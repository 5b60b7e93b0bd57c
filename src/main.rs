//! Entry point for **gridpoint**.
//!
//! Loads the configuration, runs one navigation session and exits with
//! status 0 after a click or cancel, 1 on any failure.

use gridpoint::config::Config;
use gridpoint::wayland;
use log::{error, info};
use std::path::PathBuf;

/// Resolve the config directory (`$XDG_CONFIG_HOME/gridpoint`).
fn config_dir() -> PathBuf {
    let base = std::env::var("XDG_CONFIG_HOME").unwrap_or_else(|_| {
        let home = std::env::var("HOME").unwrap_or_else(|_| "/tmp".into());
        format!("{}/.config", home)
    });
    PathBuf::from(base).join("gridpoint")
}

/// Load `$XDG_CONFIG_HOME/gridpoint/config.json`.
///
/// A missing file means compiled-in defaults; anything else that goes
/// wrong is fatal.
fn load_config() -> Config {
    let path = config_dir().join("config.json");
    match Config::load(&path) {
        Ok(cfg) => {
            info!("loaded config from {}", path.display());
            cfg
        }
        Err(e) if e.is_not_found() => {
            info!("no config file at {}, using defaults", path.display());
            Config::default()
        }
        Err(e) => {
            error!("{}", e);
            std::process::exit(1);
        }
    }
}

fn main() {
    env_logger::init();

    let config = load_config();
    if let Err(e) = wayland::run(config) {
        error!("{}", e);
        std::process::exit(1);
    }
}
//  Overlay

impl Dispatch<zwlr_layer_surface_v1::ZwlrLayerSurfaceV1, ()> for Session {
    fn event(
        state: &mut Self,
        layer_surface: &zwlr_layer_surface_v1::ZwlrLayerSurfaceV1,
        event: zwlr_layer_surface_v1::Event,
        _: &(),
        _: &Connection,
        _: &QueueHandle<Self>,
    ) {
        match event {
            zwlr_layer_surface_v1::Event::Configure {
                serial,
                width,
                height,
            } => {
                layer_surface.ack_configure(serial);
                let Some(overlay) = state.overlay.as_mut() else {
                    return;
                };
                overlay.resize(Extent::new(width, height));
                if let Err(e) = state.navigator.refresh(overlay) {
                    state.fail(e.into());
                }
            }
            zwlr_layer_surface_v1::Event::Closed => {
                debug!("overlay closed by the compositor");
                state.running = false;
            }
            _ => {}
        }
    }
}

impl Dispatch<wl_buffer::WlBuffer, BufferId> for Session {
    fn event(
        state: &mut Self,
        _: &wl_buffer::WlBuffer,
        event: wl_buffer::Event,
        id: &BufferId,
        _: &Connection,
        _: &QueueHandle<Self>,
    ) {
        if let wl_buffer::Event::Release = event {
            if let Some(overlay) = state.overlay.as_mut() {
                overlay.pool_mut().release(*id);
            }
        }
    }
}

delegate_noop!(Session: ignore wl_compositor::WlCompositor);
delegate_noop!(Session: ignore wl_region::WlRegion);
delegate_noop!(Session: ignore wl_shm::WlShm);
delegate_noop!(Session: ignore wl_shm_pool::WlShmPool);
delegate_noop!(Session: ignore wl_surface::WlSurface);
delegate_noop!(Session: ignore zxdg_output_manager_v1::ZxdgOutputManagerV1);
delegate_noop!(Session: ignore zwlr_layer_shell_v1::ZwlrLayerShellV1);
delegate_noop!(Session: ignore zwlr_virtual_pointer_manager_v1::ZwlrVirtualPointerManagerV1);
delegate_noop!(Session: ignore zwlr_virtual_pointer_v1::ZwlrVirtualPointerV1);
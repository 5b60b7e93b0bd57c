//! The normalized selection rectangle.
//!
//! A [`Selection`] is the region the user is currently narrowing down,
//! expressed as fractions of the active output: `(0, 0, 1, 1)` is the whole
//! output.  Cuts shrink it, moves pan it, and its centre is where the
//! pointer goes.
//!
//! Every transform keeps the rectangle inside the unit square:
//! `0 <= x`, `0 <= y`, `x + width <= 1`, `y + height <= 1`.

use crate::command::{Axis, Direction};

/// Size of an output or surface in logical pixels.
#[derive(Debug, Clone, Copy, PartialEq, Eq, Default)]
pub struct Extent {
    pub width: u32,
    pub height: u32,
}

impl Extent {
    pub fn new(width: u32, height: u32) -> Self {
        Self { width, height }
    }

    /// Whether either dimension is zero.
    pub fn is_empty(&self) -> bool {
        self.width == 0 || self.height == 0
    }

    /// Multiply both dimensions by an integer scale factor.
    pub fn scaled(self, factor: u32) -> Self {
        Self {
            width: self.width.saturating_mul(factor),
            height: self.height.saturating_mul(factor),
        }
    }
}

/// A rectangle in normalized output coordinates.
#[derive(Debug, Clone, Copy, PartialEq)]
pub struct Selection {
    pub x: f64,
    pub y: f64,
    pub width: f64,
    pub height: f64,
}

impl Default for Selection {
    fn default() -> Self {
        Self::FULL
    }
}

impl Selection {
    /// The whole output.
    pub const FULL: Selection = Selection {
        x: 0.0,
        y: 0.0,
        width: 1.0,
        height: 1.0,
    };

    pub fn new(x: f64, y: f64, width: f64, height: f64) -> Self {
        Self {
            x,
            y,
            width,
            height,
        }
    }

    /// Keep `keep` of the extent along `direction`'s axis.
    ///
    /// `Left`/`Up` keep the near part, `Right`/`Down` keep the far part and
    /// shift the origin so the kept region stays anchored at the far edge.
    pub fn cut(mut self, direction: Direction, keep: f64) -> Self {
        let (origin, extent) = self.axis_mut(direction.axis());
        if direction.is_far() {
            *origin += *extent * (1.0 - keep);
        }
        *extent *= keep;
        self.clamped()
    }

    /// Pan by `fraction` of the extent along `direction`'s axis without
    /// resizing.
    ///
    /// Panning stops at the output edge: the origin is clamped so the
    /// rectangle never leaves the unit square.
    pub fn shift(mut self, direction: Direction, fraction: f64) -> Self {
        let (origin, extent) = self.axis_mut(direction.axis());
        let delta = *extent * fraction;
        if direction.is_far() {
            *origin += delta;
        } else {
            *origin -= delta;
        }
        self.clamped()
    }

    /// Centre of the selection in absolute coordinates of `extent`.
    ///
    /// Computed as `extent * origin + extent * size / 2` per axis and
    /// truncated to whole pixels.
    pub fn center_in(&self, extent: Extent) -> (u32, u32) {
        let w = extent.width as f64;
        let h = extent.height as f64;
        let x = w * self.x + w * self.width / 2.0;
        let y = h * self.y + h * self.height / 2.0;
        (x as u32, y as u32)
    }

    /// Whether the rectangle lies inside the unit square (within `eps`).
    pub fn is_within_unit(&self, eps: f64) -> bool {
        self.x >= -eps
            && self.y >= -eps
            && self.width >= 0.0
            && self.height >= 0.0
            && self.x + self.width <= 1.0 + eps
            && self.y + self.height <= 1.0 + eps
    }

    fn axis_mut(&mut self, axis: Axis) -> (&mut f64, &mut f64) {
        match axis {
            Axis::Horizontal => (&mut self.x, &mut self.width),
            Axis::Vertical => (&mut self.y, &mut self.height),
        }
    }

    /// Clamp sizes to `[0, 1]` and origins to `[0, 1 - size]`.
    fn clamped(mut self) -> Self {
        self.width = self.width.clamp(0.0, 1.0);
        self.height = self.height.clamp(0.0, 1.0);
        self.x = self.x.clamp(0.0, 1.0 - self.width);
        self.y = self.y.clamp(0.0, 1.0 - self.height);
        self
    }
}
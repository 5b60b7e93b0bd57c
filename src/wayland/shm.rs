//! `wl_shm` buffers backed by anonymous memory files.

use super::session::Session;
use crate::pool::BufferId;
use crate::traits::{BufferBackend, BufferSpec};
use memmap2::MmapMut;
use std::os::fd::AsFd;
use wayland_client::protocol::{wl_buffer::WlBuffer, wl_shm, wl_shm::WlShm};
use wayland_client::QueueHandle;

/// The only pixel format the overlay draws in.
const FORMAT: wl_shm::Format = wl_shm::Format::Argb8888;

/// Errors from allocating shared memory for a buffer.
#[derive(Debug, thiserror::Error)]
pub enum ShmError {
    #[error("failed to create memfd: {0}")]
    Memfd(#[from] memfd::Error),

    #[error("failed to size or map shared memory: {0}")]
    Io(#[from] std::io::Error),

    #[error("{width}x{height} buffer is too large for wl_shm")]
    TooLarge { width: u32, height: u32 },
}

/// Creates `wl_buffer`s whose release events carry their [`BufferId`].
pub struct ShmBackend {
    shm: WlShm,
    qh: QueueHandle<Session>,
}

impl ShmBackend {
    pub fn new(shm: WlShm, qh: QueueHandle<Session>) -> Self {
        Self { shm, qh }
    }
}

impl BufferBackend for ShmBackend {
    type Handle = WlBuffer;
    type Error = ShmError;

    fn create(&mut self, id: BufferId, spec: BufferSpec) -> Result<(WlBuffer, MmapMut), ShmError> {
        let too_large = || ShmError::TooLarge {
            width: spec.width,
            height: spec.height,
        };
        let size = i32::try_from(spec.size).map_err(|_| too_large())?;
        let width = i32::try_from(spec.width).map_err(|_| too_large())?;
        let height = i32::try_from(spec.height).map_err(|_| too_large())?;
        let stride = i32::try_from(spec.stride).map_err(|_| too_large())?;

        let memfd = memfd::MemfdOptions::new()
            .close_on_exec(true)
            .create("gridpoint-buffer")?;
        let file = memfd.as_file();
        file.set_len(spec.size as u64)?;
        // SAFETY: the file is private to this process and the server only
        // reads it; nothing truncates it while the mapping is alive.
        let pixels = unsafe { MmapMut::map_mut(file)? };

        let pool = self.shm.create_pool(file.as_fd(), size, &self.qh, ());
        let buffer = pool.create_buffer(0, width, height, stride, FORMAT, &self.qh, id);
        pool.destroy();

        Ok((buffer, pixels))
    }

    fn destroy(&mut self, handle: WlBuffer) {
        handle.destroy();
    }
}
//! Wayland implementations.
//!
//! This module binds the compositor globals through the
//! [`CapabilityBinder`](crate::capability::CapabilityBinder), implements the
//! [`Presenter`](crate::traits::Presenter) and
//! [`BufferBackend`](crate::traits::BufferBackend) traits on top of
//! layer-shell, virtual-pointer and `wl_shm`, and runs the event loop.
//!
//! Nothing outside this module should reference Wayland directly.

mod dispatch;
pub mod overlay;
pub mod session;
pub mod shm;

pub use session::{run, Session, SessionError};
* * *
Required work -
Copy out each line of the data containing the string "BufferSpec".

Problem solution -
use crate::traits::{BufferBackend, BufferSpec};
    fn create(&mut self, id: BufferId, spec: BufferSpec) -> Result<(WlBuffer, MmapMut), ShmError> {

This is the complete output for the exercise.